- [PROBLEM REQUIREMENTS]: Every record is to be transcribed exactly as written.

- [RECORDS]:

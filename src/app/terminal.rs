//! What stderr can show, and the log subscriber that writes to it.

use std::ffi::OsString;
use std::io::{self, IsTerminal};

use tracing_subscriber::EnvFilter;
use tracing_subscriber::filter::Directive;

use crate::cli::PipelineArgs;

/// HTML parsing crates log every tokenizer step at debug level.
const QUIET_DEPENDENCIES: &[&str] = &["html5ever=warn", "selectors=warn"];

/// Output capabilities resolved once from flags, environment and stderr.
#[derive(Debug, Clone, Copy, PartialEq, Eq)]
pub(crate) struct TerminalSettings {
    pub(crate) color: bool,
    /// Stderr is a live terminal the user watches and `--quiet` is off.
    pub(crate) interactive: bool,
}

impl TerminalSettings {
    pub(crate) fn detect(args: &PipelineArgs) -> Self {
        Self::resolve(
            args,
            |name| std::env::var_os(name),
            io::stderr().is_terminal(),
        )
    }

    fn resolve(
        args: &PipelineArgs,
        env: impl Fn(&str) -> Option<OsString>,
        stderr_is_terminal: bool,
    ) -> Self {
        let no_color_env = env("NO_COLOR").is_some_and(|value| !value.is_empty());
        let dumb = env("TERM").is_some_and(|value| value.eq_ignore_ascii_case("dumb"));
        Self {
            color: !(args.no_color || no_color_env || dumb),
            interactive: stderr_is_terminal && !args.quiet && !dumb,
        }
    }

    /// A crawl spinner needs a watcher and at least one volume to count.
    pub(crate) fn show_crawl_progress(self, volumes: usize) -> bool {
        self.interactive && volumes > 0
    }

    /// Installs the stderr subscriber. `RUST_LOG` wins over `level` unless the
    /// level came from `-v`/`-q` on the command line.
    pub(crate) fn init_tracing(self, level: &str, force_cli_level: bool) {
        let from_env = if force_cli_level {
            None
        } else {
            EnvFilter::try_from_default_env().ok()
        };
        let filter = from_env.unwrap_or_else(|| cli_filter(level));
        let _ = tracing_subscriber::fmt()
            .with_writer(io::stderr)
            .with_ansi(self.color)
            .with_env_filter(filter)
            .try_init();
    }
}

fn cli_filter(level: &str) -> EnvFilter {
    QUIET_DEPENDENCIES
        .iter()
        .filter_map(|directive| directive.parse::<Directive>().ok())
        .fold(EnvFilter::new(level), EnvFilter::add_directive)
}

#[cfg(test)]
mod tests {
    use super::*;
    use clap::Parser;

    use crate::cli::Cli;

    fn args(flags: &[&str]) -> PipelineArgs {
        let mut argv = vec!["topicmap"];
        argv.extend_from_slice(flags);
        argv.push("crawl");
        Cli::try_parse_from(argv).expect("valid flags").pipeline
    }

    fn env_of(
        vars: &'static [(&'static str, &'static str)],
    ) -> impl Fn(&str) -> Option<OsString> {
        move |name| {
            vars.iter()
                .find(|(key, _)| *key == name)
                .map(|(_, value)| OsString::from(value))
        }
    }

    #[test]
    fn test_color_disabled_by_flag_env_or_dumb_terminal() {
        let plain = args(&[]);
        assert!(TerminalSettings::resolve(&plain, env_of(&[]), true).color);
        assert!(!TerminalSettings::resolve(&args(&["--no-color"]), env_of(&[]), true).color);
        assert!(!TerminalSettings::resolve(&plain, env_of(&[("NO_COLOR", "1")]), true).color);
        assert!(TerminalSettings::resolve(&plain, env_of(&[("NO_COLOR", "")]), true).color);
        assert!(!TerminalSettings::resolve(&plain, env_of(&[("TERM", "DUMB")]), true).color);
    }

    #[test]
    fn test_crawl_progress_needs_watched_terminal_and_volumes() {
        let plain = args(&[]);
        let watched = TerminalSettings::resolve(&plain, env_of(&[]), true);
        assert!(watched.show_crawl_progress(3));
        assert!(!watched.show_crawl_progress(0));

        let piped = TerminalSettings::resolve(&plain, env_of(&[]), false);
        assert!(!piped.show_crawl_progress(3));

        let quiet = TerminalSettings::resolve(&args(&["-q"]), env_of(&[]), true);
        assert!(!quiet.show_crawl_progress(3));

        let dumb = TerminalSettings::resolve(&plain, env_of(&[("TERM", "dumb")]), true);
        assert!(!dumb.show_crawl_progress(3));
    }

    #[test]
    fn test_cli_filter_keeps_parser_crates_at_warn() {
        let rendered = cli_filter("debug").to_string();
        assert!(rendered.contains("html5ever=warn"));
        assert!(rendered.contains("selectors=warn"));
        assert!(rendered.contains("debug"));
    }
}
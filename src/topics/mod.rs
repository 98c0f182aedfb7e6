//! Topic modelling within a cluster.
//!
//! Cluster documents are split into sentence passages, embedded
//! ([`Embedder`]), projected onto a low-dimensional manifold, grouped by
//! density into topics, and described with class-based TF-IDF terms. The
//! mean pairwise similarity of the topics' term sets is the cluster's
//! coherence score. [`KeywordExtractor`] produces a RAKE keyword label per
//! cluster.

mod coherence;
mod density;
mod embed;
mod error;
mod extractor;
mod keywords;
mod projection;
mod terms;

pub use coherence::topic_coherence;
pub use density::{DEFAULT_MIN_TOPIC_SIZE, OUTLIER_TOPIC, hdbscan};
pub use embed::{DEFAULT_EMBEDDING_FEATURES, Embedder, TfidfEmbedder};
pub use error::TopicError;
pub use extractor::{TopicExtractor, TopicHyperparameters, TopicReport, split_passages};
pub use keywords::{KeywordExtractor, MAX_KEYWORDS, normalize_keywords};
pub use projection::{ProjectionParams, project};
pub use terms::{DEFAULT_TOP_TERMS, TopicTerm, TopicTerms, class_tfidf};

- [RESULT]:
filename src/app/terminal.rs
//! What stderr can show, and the log subscriber that writes to it.

use std::ffi::OsString;
use std::io::{self, IsTerminal};

use tracing_subscriber::EnvFilter;
use tracing_subscriber::filter::Directive;

use crate::cli::PipelineArgs;

/// HTML parsing crates log every tokenizer step at debug level.
const QUIET_DEPENDENCIES: &[&str] = &["html5ever=warn", "selectors=warn"];

/// Output capabilities resolved once from flags, environment and stderr.
#[derive(Debug, Clone, Copy, PartialEq, Eq)]
pub(crate) struct TerminalSettings {
    pub(crate) color: bool,
    /// Stderr is a live terminal the user watches and `--quiet` is off.
    pub(crate) interactive: bool,
}

impl TerminalSettings {
    pub(crate) fn detect(args: &PipelineArgs) -> Self {
        Self::resolve(
            args,
            |name| std::env::var_os(name),
            io::stderr().is_terminal(),
        )
    }

    fn resolve(
        args: &PipelineArgs,
        env: impl Fn(&str) -> Option<OsString>,
        stderr_is_terminal: bool,
    ) -> Self {
        let no_color_env = env("NO_COLOR").is_some_and(|value| !value.is_empty());
        let dumb = env("TERM").is_some_and(|value| value.eq_ignore_ascii_case("dumb"));
        Self {
            color: !(args.no_color || no_color_env || dumb),
            interactive: stderr_is_terminal && !args.quiet && !dumb,
        }
    }

    /// A crawl spinner needs a watcher and at least one volume to count.
    pub(crate) fn show_crawl_progress(self, volumes: usize) -> bool {
        self.interactive && volumes > 0
    }

    /// Installs the stderr subscriber. `RUST_LOG` wins over `level` unless the
    /// level came from `-v`/`-q` on the command line.
    pub(crate) fn init_tracing(self, level: &str, force_cli_level: bool) {
        let from_env = if force_cli_level {
            None
        } else {
            EnvFilter::try_from_default_env().ok()
        };
        let filter = from_env.unwrap_or_else(|| cli_filter(level));
        let _ = tracing_subscriber::fmt()
            .with_writer(io::stderr)
            .with_ansi(self.color)
            .with_env_filter(filter)
            .try_init();
    }
}

fn cli_filter(level: &str) -> EnvFilter {
    QUIET_DEPENDENCIES
        .iter()
        .filter_map(|directive| directive.parse::<Directive>().ok())
        .fold(EnvFilter::new(level), EnvFilter::add_directive)
}

#[cfg(test)]
mod tests {
    use super::*;
    use clap::Parser;

    use crate::cli::Cli;

    fn args(flags: &[&str]) -> PipelineArgs {
        let mut argv = vec!["topicmap"];
        argv.extend_from_slice(flags);
        argv.push("crawl");
        Cli::try_parse_from(argv).expect("valid flags").pipeline
    }

    fn env_of(
        vars: &'static [(&'static str, &'static str)],
    ) -> impl Fn(&str) -> Option<OsString> {
        move |name| {
            vars.iter()
                .find(|(key, _)| *key == name)
                .map(|(_, value)| OsString::from(value))
        }
    }

    #[test]
    fn test_color_disabled_by_flag_env_or_dumb_terminal() {
        let plain = args(&[]);
        assert!(TerminalSettings::resolve(&plain, env_of(&[]), true).color);
        assert!(!TerminalSettings::resolve(&args(&["--no-color"]), env_of(&[]), true).color);
        assert!(!TerminalSettings::resolve(&plain, env_of(&[("NO_COLOR", "1")]), true).color);
        assert!(TerminalSettings::resolve(&plain, env_of(&[("NO_COLOR", "")]), true).color);
        assert!(!TerminalSettings::resolve(&plain, env_of(&[("TERM", "DUMB")]), true).color);
    }

    #[test]
    fn test_crawl_progress_needs_watched_terminal_and_volumes() {
        let plain = args(&[]);
        let watched = TerminalSettings::resolve(&plain, env_of(&[]), true);
        assert!(watched.show_crawl_progress(3));
        assert!(!watched.show_crawl_progress(0));

        let piped = TerminalSettings::resolve(&plain, env_of(&[]), false);
        assert!(!piped.show_crawl_progress(3));

        let quiet = TerminalSettings::resolve(&args(&["-q"]), env_of(&[]), true);
        assert!(!quiet.show_crawl_progress(3));

        let dumb = TerminalSettings::resolve(&plain, env_of(&[("TERM", "dumb")]), true);
        assert!(!dumb.show_crawl_progress(3));
    }

    #[test]
    fn test_cli_filter_keeps_parser_crates_at_warn() {
        let rendered = cli_filter("debug").to_string();
        assert!(rendered.contains("html5ever=warn"));
        assert!(rendered.contains("selectors=warn"));
        assert!(rendered.contains("debug"));
    }
}
filename src/topics/mod.rs
repository 98c0f182aedfb7e6
//! Topic modelling within a cluster.
//!
//! Cluster documents are split into sentence passages, embedded
//! ([`Embedder`]), projected onto a low-dimensional manifold, grouped by
//! density into topics, and described with class-based TF-IDF terms. The
//! mean pairwise similarity of the topics' term sets is the cluster's
//! coherence score. [`KeywordExtractor`] produces a RAKE keyword label per
//! cluster.

mod coherence;
mod density;
mod embed;
mod error;
mod extractor;
mod keywords;
mod projection;
mod terms;

pub use coherence::topic_coherence;
pub use density::{DEFAULT_MIN_TOPIC_SIZE, OUTLIER_TOPIC, hdbscan};
pub use embed::{DEFAULT_EMBEDDING_FEATURES, Embedder, TfidfEmbedder};
pub use error::TopicError;
pub use extractor::{TopicExtractor, TopicHyperparameters, TopicReport, split_passages};
pub use keywords::{KeywordExtractor, MAX_KEYWORDS, normalize_keywords};
pub use projection::{ProjectionParams, project};
pub use terms::{DEFAULT_TOP_TERMS, TopicTerm, TopicTerms, class_tfidf};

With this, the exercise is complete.